Task directions:
Where the records hold the string "configured", show the whole line it sits on.

Segment Start: Records provided

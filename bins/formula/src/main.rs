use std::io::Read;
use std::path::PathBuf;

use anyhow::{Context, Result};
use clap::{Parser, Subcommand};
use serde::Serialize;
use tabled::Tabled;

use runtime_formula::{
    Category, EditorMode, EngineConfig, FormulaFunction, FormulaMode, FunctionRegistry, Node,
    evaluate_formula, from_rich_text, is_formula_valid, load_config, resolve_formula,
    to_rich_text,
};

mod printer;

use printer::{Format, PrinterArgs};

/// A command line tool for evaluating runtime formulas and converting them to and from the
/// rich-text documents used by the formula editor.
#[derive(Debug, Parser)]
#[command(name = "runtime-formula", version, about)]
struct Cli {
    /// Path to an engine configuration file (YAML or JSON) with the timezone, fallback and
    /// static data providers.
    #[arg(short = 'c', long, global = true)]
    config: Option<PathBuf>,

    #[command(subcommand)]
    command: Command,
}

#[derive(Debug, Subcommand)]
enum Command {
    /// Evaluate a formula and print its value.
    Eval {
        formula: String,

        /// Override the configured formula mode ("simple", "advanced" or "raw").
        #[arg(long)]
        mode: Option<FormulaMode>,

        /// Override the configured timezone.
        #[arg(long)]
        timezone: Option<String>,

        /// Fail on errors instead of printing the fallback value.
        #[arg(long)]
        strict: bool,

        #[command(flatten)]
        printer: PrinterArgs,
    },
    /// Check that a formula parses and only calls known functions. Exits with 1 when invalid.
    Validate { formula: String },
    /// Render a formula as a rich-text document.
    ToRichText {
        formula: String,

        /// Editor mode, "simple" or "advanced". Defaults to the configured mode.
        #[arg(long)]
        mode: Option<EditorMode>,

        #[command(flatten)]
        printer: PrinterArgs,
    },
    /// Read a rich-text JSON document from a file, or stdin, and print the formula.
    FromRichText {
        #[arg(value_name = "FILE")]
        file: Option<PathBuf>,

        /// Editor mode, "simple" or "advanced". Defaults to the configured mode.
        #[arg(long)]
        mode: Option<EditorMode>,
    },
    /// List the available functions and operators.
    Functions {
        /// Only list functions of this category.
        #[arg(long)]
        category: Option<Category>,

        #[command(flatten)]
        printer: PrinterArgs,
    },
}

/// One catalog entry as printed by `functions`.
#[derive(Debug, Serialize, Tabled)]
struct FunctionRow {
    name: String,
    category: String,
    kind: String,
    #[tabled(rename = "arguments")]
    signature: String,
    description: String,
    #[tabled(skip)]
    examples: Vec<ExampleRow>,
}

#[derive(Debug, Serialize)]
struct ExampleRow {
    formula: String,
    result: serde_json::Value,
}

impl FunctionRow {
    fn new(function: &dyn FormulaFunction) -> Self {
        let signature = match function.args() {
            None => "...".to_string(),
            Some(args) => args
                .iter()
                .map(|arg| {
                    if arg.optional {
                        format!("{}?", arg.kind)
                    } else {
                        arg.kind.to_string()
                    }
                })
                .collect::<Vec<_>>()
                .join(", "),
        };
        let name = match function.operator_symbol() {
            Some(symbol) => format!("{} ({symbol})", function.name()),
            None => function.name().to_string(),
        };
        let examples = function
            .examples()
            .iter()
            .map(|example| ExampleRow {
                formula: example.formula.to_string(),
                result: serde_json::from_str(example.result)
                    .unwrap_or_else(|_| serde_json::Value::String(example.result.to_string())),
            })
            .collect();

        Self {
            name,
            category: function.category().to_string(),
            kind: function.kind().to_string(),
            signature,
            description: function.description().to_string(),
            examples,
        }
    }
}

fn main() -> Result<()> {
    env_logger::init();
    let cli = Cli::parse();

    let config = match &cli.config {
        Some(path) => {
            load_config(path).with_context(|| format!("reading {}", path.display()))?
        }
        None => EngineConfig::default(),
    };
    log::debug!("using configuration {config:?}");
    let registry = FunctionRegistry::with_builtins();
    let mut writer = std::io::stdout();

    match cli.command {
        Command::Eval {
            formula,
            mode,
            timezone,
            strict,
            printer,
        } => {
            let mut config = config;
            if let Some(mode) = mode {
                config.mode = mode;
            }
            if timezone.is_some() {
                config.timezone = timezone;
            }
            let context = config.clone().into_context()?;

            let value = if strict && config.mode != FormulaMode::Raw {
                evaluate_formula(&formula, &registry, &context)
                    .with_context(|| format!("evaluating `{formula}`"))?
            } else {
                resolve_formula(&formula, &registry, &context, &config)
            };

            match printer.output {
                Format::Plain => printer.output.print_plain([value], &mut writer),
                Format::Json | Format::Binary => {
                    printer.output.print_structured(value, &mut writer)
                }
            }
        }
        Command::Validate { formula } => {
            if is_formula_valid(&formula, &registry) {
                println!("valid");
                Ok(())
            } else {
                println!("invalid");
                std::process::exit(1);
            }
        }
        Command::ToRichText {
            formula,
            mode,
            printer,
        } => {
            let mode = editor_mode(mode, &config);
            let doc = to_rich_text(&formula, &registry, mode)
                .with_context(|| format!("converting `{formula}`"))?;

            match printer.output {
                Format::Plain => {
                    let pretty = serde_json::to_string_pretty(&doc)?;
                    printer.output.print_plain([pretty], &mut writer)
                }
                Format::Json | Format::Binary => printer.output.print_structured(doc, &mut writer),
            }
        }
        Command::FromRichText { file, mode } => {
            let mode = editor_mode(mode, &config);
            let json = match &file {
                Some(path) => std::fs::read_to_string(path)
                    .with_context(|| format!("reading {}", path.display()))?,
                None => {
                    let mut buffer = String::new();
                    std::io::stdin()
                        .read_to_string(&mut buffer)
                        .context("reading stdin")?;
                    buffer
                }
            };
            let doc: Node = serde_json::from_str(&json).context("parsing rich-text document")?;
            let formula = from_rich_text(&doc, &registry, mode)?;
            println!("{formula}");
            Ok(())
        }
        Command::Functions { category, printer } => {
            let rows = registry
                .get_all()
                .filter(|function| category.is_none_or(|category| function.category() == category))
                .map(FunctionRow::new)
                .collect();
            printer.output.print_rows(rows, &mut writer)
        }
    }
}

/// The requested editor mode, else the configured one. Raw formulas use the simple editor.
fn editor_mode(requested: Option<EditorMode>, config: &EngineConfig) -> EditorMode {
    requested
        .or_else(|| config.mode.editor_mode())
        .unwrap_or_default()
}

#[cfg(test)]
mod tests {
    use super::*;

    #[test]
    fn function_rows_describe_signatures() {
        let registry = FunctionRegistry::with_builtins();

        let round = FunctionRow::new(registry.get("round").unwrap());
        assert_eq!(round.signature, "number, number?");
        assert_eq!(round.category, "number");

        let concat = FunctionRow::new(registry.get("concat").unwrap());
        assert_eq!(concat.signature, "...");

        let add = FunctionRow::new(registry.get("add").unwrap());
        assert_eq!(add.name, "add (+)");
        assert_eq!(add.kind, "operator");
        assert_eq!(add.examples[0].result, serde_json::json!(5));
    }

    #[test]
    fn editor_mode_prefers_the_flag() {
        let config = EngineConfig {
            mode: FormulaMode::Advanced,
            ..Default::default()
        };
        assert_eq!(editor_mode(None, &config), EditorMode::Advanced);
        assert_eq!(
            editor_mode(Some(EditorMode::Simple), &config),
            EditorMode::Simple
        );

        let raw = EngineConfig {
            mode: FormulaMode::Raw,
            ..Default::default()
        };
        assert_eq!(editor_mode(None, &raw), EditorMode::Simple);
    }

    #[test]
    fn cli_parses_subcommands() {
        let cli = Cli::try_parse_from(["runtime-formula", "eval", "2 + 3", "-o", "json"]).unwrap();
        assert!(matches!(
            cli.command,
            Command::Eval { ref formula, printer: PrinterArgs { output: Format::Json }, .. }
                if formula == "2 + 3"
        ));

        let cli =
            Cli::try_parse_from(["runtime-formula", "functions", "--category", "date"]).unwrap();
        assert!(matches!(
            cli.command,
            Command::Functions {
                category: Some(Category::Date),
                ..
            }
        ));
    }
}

Segment End: Records provided

Task answer:
        /// Override the configured formula mode ("simple", "advanced" or "raw").
        /// Override the configured timezone.
        /// Editor mode, "simple" or "advanced". Defaults to the configured mode.
        /// Editor mode, "simple" or "advanced". Defaults to the configured mode.
/// The requested editor mode, else the configured one. Raw formulas use the simple editor.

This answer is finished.